Which lines of the records contain the word "list"? Show each of them.

%%

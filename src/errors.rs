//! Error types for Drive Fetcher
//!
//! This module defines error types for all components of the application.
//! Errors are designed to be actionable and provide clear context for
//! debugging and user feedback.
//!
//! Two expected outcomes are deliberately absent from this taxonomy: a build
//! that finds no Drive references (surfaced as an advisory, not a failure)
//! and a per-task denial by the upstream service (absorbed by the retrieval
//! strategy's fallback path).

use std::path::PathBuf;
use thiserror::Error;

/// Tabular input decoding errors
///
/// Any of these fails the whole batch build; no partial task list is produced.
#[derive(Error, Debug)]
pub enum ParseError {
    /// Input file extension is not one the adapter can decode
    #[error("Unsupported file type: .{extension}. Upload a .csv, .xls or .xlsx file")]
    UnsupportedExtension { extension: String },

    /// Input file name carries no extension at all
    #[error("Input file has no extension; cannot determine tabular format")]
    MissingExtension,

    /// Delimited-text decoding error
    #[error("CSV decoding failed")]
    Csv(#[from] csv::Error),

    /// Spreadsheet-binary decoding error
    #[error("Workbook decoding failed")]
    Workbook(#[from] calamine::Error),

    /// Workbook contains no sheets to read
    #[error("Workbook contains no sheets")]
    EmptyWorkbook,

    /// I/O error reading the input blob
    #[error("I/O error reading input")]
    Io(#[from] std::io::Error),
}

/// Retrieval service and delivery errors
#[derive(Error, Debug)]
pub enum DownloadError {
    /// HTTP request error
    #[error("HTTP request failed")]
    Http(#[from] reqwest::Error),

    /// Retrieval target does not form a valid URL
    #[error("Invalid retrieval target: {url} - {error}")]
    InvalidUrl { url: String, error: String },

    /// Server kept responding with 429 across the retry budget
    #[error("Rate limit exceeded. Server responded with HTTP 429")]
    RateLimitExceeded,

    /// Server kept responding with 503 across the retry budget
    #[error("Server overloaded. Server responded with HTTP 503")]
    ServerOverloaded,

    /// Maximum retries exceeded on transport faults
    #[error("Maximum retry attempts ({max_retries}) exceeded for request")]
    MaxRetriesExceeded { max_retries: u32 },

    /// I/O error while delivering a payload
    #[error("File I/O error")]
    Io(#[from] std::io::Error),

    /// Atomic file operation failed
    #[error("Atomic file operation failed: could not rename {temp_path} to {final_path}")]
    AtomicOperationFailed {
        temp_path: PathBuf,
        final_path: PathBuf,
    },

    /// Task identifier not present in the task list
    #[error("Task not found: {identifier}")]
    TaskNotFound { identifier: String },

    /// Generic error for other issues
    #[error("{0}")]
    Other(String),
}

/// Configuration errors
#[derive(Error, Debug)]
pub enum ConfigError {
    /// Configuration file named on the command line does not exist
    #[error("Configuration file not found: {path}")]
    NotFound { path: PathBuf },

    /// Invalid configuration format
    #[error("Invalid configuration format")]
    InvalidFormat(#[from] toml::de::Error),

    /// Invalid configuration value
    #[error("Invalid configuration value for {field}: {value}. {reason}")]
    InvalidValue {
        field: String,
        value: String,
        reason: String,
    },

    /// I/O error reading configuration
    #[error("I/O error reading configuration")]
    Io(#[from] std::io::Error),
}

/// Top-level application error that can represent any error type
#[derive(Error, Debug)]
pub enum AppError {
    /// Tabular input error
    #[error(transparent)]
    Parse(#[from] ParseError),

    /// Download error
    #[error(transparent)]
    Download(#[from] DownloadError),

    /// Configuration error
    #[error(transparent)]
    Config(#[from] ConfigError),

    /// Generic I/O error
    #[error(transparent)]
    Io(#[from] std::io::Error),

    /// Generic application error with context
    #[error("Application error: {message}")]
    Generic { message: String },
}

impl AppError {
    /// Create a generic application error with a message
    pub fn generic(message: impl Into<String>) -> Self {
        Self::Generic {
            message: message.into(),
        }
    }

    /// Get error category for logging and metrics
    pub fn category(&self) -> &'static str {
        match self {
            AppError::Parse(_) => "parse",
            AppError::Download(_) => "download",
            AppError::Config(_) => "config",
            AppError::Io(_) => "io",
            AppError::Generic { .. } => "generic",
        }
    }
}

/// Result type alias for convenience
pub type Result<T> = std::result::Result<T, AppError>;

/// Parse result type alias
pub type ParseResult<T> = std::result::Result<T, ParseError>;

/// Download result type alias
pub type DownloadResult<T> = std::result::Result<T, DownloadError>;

%%
%%

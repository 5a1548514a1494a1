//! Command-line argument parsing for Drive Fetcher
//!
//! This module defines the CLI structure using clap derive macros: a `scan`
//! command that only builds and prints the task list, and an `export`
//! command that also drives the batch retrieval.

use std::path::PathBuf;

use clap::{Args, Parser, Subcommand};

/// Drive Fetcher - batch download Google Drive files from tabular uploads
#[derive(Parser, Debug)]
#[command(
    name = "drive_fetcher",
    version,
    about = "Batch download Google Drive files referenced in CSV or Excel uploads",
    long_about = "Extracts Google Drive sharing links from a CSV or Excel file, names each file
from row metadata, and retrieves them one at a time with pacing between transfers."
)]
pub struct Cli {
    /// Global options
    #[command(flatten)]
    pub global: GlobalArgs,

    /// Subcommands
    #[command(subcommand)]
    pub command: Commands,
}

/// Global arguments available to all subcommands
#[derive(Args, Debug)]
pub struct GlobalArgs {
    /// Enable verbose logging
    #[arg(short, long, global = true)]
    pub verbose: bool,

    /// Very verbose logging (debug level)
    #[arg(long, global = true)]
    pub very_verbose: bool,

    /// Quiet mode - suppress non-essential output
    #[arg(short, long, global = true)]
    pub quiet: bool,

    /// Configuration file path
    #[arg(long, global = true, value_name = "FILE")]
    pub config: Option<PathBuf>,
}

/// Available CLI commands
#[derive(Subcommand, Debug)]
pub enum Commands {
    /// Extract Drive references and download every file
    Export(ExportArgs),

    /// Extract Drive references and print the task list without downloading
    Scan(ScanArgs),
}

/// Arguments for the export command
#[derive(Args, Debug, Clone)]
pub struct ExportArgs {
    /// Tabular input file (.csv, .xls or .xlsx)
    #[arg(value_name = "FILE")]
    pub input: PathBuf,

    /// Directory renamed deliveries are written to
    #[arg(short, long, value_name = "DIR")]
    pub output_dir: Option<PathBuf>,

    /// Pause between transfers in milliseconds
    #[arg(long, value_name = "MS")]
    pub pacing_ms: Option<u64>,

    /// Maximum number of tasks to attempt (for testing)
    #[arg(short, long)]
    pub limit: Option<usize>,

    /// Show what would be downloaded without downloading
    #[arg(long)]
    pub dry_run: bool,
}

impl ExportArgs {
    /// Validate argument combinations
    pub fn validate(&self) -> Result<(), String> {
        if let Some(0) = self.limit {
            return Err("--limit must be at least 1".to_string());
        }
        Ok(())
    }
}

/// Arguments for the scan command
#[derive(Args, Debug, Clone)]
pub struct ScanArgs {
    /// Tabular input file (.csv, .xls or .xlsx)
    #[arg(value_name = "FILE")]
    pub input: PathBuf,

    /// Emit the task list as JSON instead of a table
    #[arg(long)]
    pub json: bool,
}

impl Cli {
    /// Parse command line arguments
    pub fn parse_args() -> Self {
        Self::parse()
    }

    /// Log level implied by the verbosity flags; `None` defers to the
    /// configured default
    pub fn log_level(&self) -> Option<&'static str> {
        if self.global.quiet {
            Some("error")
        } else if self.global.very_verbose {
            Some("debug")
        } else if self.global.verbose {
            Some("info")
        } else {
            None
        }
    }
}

%%

• _The completed task_
/// Any of these fails the whole batch build; no partial task list is produced.
    /// Task identifier not present in the task list
//! command that only builds and prints the task list, and an `export`
    /// Extract Drive references and print the task list without downloading
    /// Emit the task list as JSON instead of a table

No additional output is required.